Which motor system to choose?

There are several types of motor system and which motor system you choose is a personal choice but I prefer the Fazua system and I’ll explain why.

I am basing my explanation on observations on my test of an Orbea e-bike two years ago which used the Ebikemotion system with a crossbar controller. I don’t know if the controller has changed in that time but I don’t think it has.

In my opinion, the controller operation is crucial to the ease of use. I prefer a controller on the handlebars rather than on the crossbar. I admit that the crossbar button is much neater but the handlebar controllers are only the size of the smallest Garmins. There are two things you need to know when riding an e-bike; what power level you are using and the amount of battery you have left. You can see both at the same time with a handlebar controller. You can only see one at once on the crossbar controller and you have to press the button to toggle between them. More importantly to me is the ability to change assistance levels both up and down. I regularly change between level one and no assistance when on undulating roads to save the battery. As the system only cuts out above 15mph, it is easy to be lazy and leave the assistance on when you really don’t need it.

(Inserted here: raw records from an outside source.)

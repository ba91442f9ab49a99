use tracing::field::{Field, Visit};
use tracing::level_filters::LevelFilter;
use tracing::{Event, Level, Subscriber};
use tracing_subscriber::fmt::format::Writer;
use tracing_subscriber::fmt::{FmtContext, FormatEvent, FormatFields, FormattedFields};
use tracing_subscriber::registry::LookupSpan;
use tracing_subscriber::{fmt, prelude::*, EnvFilter};

use crate::config::{LogFormat, LoggingConfig};
use chrono::{SecondsFormat, Utc};
use serde_json::{Map, Value};

/// Collects event fields as JSON attributes.
#[derive(Default)]
struct AttributeVisitor {
    attributes: Map<String, Value>,
}

impl AttributeVisitor {
    // `event_name` becomes `event.name`, matching OTel attribute naming.
    fn insert(&mut self, field: &Field, value: Value) {
        let key = match field.name() {
            "event_name" => "event.name".to_string(),
            "event_domain" => "event.domain".to_string(),
            other => other.to_string(),
        };
        self.attributes.insert(key, value);
    }
}

impl Visit for AttributeVisitor {
    fn record_i64(&mut self, field: &Field, value: i64) {
        self.insert(field, Value::from(value));
    }

    fn record_u64(&mut self, field: &Field, value: u64) {
        self.insert(field, Value::from(value));
    }

    fn record_bool(&mut self, field: &Field, value: bool) {
        self.insert(field, Value::from(value));
    }

    fn record_str(&mut self, field: &Field, value: &str) {
        self.insert(field, Value::from(value));
    }

    fn record_f64(&mut self, field: &Field, value: f64) {
        self.insert(field, Value::from(value));
    }

    fn record_debug(&mut self, field: &Field, value: &dyn std::fmt::Debug) {
        self.insert(field, Value::from(format!("{:?}", value)));
    }
}

/// One JSON object per line, shaped after the OTel log data model.
/// Enclosing spans (with their fields, e.g. `request_id`) are listed root-first under `spans`.
#[derive(Clone)]
struct OtelJsonFormatter {
    service_name: String,
}

fn severity_number(level: &Level) -> u64 {
    match *level {
        Level::TRACE => 1,
        Level::DEBUG => 5,
        Level::INFO => 9,
        Level::WARN => 13,
        Level::ERROR => 17,
    }
}

impl<S, N> FormatEvent<S, N> for OtelJsonFormatter
where
    S: Subscriber + for<'lookup> LookupSpan<'lookup>,
    N: for<'writer> FormatFields<'writer> + 'static,
{
    fn format_event(
        &self,
        ctx: &FmtContext<'_, S, N>,
        mut writer: Writer<'_>,
        event: &Event<'_>,
    ) -> std::fmt::Result {
        let metadata = event.metadata();
        let mut visitor = AttributeVisitor::default();
        event.record(&mut visitor);
        let mut attributes = visitor.attributes;

        if let Some(scope) = ctx.event_scope() {
            let spans: Vec<Value> = scope
                .from_root()
                .map(|span| {
                    let extensions = span.extensions();
                    let fields = extensions
                        .get::<FormattedFields<N>>()
                        .map(|f| f.fields.as_str())
                        .unwrap_or_default();
                    serde_json::json!({ "name": span.name(), "fields": fields })
                })
                .collect();
            if !spans.is_empty() {
                attributes.insert("spans".to_string(), Value::Array(spans));
            }
        }
        if let Some(file) = metadata.file() {
            attributes.insert("code.filepath".to_string(), Value::from(file));
        }
        if let Some(line) = metadata.line() {
            attributes.insert("code.lineno".to_string(), Value::from(line));
        }
        attributes.insert("code.target".to_string(), Value::from(metadata.target()));

        let body = match attributes.remove("message") {
            Some(Value::String(message)) => message,
            _ => metadata.name().to_string(),
        };

        let record = serde_json::json!({
            "timestamp": Utc::now().to_rfc3339_opts(SecondsFormat::Millis, true),
            "severity_text": metadata.level().as_str(),
            "severity_number": severity_number(metadata.level()),
            "body": body,
            "resource": {
                "service.name": self.service_name,
                "service.version": env!("CARGO_PKG_VERSION"),
            },
            "attributes": attributes,
        });

        let serialized = serde_json::to_string(&record).map_err(|_| std::fmt::Error)?;
        writer.write_str(&serialized)?;
        writer.write_char('\n')
    }
}

/// Parses a level name such as "info" or "DEBUG".
pub fn parse_level(level: &str) -> Result<LevelFilter, String> {
    match level.trim().to_lowercase().as_str() {
        "trace" => Ok(LevelFilter::TRACE),
        "debug" => Ok(LevelFilter::DEBUG),
        "info" => Ok(LevelFilter::INFO),
        "warn" => Ok(LevelFilter::WARN),
        "error" => Ok(LevelFilter::ERROR),
        other => Err(format!(
            "Invalid logging.level '{}'. Valid values: trace, debug, info, warn, error",
            other
        )),
    }
}

/// Installs the global subscriber. `RUST_LOG` directives refine the configured level.
/// Output goes to stderr so stdout stays free for response payloads.
pub fn init_logging(logging_config: &LoggingConfig) -> Result<(), String> {
    let level_filter = parse_level(&logging_config.level)?;
    let filter_layer = EnvFilter::builder()
        .with_default_directive(level_filter.into())
        .from_env_lossy();

    let result = match logging_config.format {
        LogFormat::Json => tracing_subscriber::registry()
            .with(filter_layer)
            .with(
                fmt::layer()
                    .event_format(OtelJsonFormatter {
                        service_name: logging_config.service_name.clone(),
                    })
                    .with_writer(std::io::stderr),
            )
            .try_init(),
        LogFormat::Console => tracing_subscriber::registry()
            .with(filter_layer)
            .with(fmt::layer().pretty().with_writer(std::io::stderr))
            .try_init(),
    };
    result.map_err(|e| format!("Failed to install tracing subscriber: {}", e))
}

When using the crossbar controller you are forced to go up through all the levels in order to get back to either no assistance or back to level one. I found I had to take my eyes fully off the road to look down at the button to see which colour (assistance level) I was in which I found dangerous. Admittedly, with more use I might have got more used to it but it did not strike me as good design.

In Summary

If, like me, you are struggling to keep up with the group or just not enjoying your rides anymore or even struggling to cycle after illness or injury, do yourself a favour and consider an e-bike. They can be expensive but will keep you riding into old age (I have several friends in their 80’s who ride e-bikes. I feel as though my bikes give me the equivalent of at least 1KW of power in the lowest setting which doubles my output. In effect I feel as strong as I did 20 years ago.

Finally, the reviews often show fit reviewers seeing how fast they can go up steep hills on full power. This is very annoying as usually you are not going to ride like this. Don’t be fooled by those reviews. I recommend trying before you buy if you can. A good bike shop should give you good advice and have a demo model for you to try. I know there are several club members with e-bikes. Talk to them and ask their opinions.

Happy riding and let’s hope next summer we can get back to normal social rides.